EXERCISE BRIEF> Copy out all the entries word for word.
═══ DATA EXTRACTS
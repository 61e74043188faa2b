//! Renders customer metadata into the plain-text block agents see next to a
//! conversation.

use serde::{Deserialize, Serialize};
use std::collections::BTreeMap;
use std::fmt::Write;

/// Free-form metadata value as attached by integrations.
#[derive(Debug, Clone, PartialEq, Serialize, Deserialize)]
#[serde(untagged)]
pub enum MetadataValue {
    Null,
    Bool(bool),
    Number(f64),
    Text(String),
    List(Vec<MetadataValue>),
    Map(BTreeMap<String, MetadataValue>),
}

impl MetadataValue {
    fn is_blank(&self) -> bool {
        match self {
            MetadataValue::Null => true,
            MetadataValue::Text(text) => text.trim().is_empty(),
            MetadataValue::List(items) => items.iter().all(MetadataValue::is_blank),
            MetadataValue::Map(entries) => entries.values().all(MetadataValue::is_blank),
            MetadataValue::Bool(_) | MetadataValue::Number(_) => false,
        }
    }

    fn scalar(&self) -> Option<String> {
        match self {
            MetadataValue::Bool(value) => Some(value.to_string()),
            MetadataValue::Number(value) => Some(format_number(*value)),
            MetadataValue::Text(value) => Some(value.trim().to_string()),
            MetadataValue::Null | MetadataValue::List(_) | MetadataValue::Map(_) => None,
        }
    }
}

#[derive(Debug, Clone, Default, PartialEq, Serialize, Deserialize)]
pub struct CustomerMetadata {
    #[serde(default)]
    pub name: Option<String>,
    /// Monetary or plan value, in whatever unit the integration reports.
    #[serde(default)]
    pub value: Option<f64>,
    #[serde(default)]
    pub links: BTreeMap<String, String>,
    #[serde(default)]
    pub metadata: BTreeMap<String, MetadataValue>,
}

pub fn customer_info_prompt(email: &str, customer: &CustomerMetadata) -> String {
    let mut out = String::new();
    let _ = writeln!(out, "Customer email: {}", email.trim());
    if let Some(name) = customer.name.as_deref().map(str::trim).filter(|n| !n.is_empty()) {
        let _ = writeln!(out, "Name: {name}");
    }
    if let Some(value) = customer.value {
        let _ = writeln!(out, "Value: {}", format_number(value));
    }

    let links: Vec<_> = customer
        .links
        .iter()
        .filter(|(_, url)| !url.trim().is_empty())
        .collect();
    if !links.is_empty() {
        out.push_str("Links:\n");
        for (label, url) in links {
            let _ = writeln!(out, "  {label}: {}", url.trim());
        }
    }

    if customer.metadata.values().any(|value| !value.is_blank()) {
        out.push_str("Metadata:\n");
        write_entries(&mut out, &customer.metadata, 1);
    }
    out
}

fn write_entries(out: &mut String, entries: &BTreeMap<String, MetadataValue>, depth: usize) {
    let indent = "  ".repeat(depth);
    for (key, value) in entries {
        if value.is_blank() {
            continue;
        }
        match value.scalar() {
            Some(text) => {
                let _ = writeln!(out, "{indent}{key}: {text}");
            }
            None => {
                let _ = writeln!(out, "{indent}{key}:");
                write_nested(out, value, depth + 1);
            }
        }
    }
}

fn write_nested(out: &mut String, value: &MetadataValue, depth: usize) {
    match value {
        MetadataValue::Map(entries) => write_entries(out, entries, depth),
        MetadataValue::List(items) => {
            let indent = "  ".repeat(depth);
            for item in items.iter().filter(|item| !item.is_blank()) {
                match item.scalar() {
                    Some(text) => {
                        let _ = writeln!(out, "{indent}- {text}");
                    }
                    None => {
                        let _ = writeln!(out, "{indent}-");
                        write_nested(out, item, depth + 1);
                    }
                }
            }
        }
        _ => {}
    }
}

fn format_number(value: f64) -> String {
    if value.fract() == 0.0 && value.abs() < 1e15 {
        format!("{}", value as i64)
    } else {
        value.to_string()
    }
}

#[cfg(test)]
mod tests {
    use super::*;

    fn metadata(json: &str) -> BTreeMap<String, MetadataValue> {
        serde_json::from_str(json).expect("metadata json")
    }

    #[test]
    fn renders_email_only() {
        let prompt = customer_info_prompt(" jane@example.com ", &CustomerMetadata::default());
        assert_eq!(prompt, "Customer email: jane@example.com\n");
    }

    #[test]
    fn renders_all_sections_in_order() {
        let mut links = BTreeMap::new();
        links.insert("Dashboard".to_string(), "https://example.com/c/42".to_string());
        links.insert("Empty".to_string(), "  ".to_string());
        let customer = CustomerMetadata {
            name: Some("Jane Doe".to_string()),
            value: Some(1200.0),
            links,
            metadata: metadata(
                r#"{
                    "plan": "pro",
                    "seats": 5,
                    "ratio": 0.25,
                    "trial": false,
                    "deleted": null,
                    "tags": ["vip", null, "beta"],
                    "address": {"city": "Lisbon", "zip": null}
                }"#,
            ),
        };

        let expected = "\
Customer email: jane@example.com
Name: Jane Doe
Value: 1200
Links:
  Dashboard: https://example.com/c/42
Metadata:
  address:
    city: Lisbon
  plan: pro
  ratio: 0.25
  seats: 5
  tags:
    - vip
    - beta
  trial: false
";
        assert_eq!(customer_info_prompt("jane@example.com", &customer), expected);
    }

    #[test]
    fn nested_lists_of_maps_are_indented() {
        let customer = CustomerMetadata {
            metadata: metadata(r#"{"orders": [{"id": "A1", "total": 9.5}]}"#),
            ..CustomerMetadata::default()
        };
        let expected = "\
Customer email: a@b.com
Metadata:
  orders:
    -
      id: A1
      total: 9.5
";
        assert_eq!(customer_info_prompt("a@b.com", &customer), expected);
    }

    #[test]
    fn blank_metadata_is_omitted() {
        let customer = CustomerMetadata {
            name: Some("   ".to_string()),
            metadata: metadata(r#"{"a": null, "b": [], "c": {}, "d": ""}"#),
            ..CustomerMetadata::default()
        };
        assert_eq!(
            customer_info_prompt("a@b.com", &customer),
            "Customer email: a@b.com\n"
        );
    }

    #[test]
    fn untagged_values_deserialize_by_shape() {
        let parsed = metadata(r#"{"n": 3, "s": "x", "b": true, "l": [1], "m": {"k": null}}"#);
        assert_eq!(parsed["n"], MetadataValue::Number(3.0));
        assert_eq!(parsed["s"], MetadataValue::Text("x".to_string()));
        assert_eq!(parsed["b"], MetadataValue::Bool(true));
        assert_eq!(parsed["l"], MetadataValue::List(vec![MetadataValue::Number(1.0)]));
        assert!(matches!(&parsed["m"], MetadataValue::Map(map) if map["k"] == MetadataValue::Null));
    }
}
══════
EXERCISE SOLUTION>
repository 61e74043188faa2b
//! Renders customer metadata into the plain-text block agents see next to a
//! conversation.

use serde::{Deserialize, Serialize};
use std::collections::BTreeMap;
use std::fmt::Write;

/// Free-form metadata value as attached by integrations.
#[derive(Debug, Clone, PartialEq, Serialize, Deserialize)]
#[serde(untagged)]
pub enum MetadataValue {
    Null,
    Bool(bool),
    Number(f64),
    Text(String),
    List(Vec<MetadataValue>),
    Map(BTreeMap<String, MetadataValue>),
}

impl MetadataValue {
    fn is_blank(&self) -> bool {
        match self {
            MetadataValue::Null => true,
            MetadataValue::Text(text) => text.trim().is_empty(),
            MetadataValue::List(items) => items.iter().all(MetadataValue::is_blank),
            MetadataValue::Map(entries) => entries.values().all(MetadataValue::is_blank),
            MetadataValue::Bool(_) | MetadataValue::Number(_) => false,
        }
    }

    fn scalar(&self) -> Option<String> {
        match self {
            MetadataValue::Bool(value) => Some(value.to_string()),
            MetadataValue::Number(value) => Some(format_number(*value)),
            MetadataValue::Text(value) => Some(value.trim().to_string()),
            MetadataValue::Null | MetadataValue::List(_) | MetadataValue::Map(_) => None,
        }
    }
}

#[derive(Debug, Clone, Default, PartialEq, Serialize, Deserialize)]
pub struct CustomerMetadata {
    #[serde(default)]
    pub name: Option<String>,
    /// Monetary or plan value, in whatever unit the integration reports.
    #[serde(default)]
    pub value: Option<f64>,
    #[serde(default)]
    pub links: BTreeMap<String, String>,
    #[serde(default)]
    pub metadata: BTreeMap<String, MetadataValue>,
}

pub fn customer_info_prompt(email: &str, customer: &CustomerMetadata) -> String {
    let mut out = String::new();
    let _ = writeln!(out, "Customer email: {}", email.trim());
    if let Some(name) = customer.name.as_deref().map(str::trim).filter(|n| !n.is_empty()) {
        let _ = writeln!(out, "Name: {name}");
    }
    if let Some(value) = customer.value {
        let _ = writeln!(out, "Value: {}", format_number(value));
    }

    let links: Vec<_> = customer
        .links
        .iter()
        .filter(|(_, url)| !url.trim().is_empty())
        .collect();
    if !links.is_empty() {
        out.push_str("Links:\n");
        for (label, url) in links {
            let _ = writeln!(out, "  {label}: {}", url.trim());
        }
    }

    if customer.metadata.values().any(|value| !value.is_blank()) {
        out.push_str("Metadata:\n");
        write_entries(&mut out, &customer.metadata, 1);
    }
    out
}

fn write_entries(out: &mut String, entries: &BTreeMap<String, MetadataValue>, depth: usize) {
    let indent = "  ".repeat(depth);
    for (key, value) in entries {
        if value.is_blank() {
            continue;
        }
        match value.scalar() {
            Some(text) => {
                let _ = writeln!(out, "{indent}{key}: {text}");
            }
            None => {
                let _ = writeln!(out, "{indent}{key}:");
                write_nested(out, value, depth + 1);
            }
        }
    }
}

fn write_nested(out: &mut String, value: &MetadataValue, depth: usize) {
    match value {
        MetadataValue::Map(entries) => write_entries(out, entries, depth),
        MetadataValue::List(items) => {
            let indent = "  ".repeat(depth);
            for item in items.iter().filter(|item| !item.is_blank()) {
                match item.scalar() {
                    Some(text) => {
                        let _ = writeln!(out, "{indent}- {text}");
                    }
                    None => {
                        let _ = writeln!(out, "{indent}-");
                        write_nested(out, item, depth + 1);
                    }
                }
            }
        }
        _ => {}
    }
}

fn format_number(value: f64) -> String {
    if value.fract() == 0.0 && value.abs() < 1e15 {
        format!("{}", value as i64)
    } else {
        value.to_string()
    }
}

#[cfg(test)]
mod tests {
    use super::*;

    fn metadata(json: &str) -> BTreeMap<String, MetadataValue> {
        serde_json::from_str(json).expect("metadata json")
    }

    #[test]
    fn renders_email_only() {
        let prompt = customer_info_prompt(" jane@example.com ", &CustomerMetadata::default());
        assert_eq!(prompt, "Customer email: jane@example.com\n");
    }

    #[test]
    fn renders_all_sections_in_order() {
        let mut links = BTreeMap::new();
        links.insert("Dashboard".to_string(), "https://example.com/c/42".to_string());
        links.insert("Empty".to_string(), "  ".to_string());
        let customer = CustomerMetadata {
            name: Some("Jane Doe".to_string()),
            value: Some(1200.0),
            links,
            metadata: metadata(
                r#"{
                    "plan": "pro",
                    "seats": 5,
                    "ratio": 0.25,
                    "trial": false,
                    "deleted": null,
                    "tags": ["vip", null, "beta"],
                    "address": {"city": "Lisbon", "zip": null}
                }"#,
            ),
        };

        let expected = "\
Customer email: jane@example.com
Name: Jane Doe
Value: 1200
Links:
  Dashboard: https://example.com/c/42
Metadata:
  address:
    city: Lisbon
  plan: pro
  ratio: 0.25
  seats: 5
  tags:
    - vip
    - beta
  trial: false
";
        assert_eq!(customer_info_prompt("jane@example.com", &customer), expected);
    }

    #[test]
    fn nested_lists_of_maps_are_indented() {
        let customer = CustomerMetadata {
            metadata: metadata(r#"{"orders": [{"id": "A1", "total": 9.5}]}"#),
            ..CustomerMetadata::default()
        };
        let expected = "\
Customer email: a@b.com
Metadata:
  orders:
    -
      id: A1
      total: 9.5
";
        assert_eq!(customer_info_prompt("a@b.com", &customer), expected);
    }

    #[test]
    fn blank_metadata_is_omitted() {
        let customer = CustomerMetadata {
            name: Some("   ".to_string()),
            metadata: metadata(r#"{"a": null, "b": [], "c": {}, "d": ""}"#),
            ..CustomerMetadata::default()
        };
        assert_eq!(
            customer_info_prompt("a@b.com", &customer),
            "Customer email: a@b.com\n"
        );
    }

    #[test]
    fn untagged_values_deserialize_by_shape() {
        let parsed = metadata(r#"{"n": 3, "s": "x", "b": true, "l": [1], "m": {"k": null}}"#);
        assert_eq!(parsed["n"], MetadataValue::Number(3.0));
        assert_eq!(parsed["s"], MetadataValue::Text("x".to_string()));
        assert_eq!(parsed["b"], MetadataValue::Bool(true));
        assert_eq!(parsed["l"], MetadataValue::List(vec![MetadataValue::Number(1.0)]));
        assert!(matches!(&parsed["m"], MetadataValue::Map(map) if map["k"] == MetadataValue::Null));
    }
}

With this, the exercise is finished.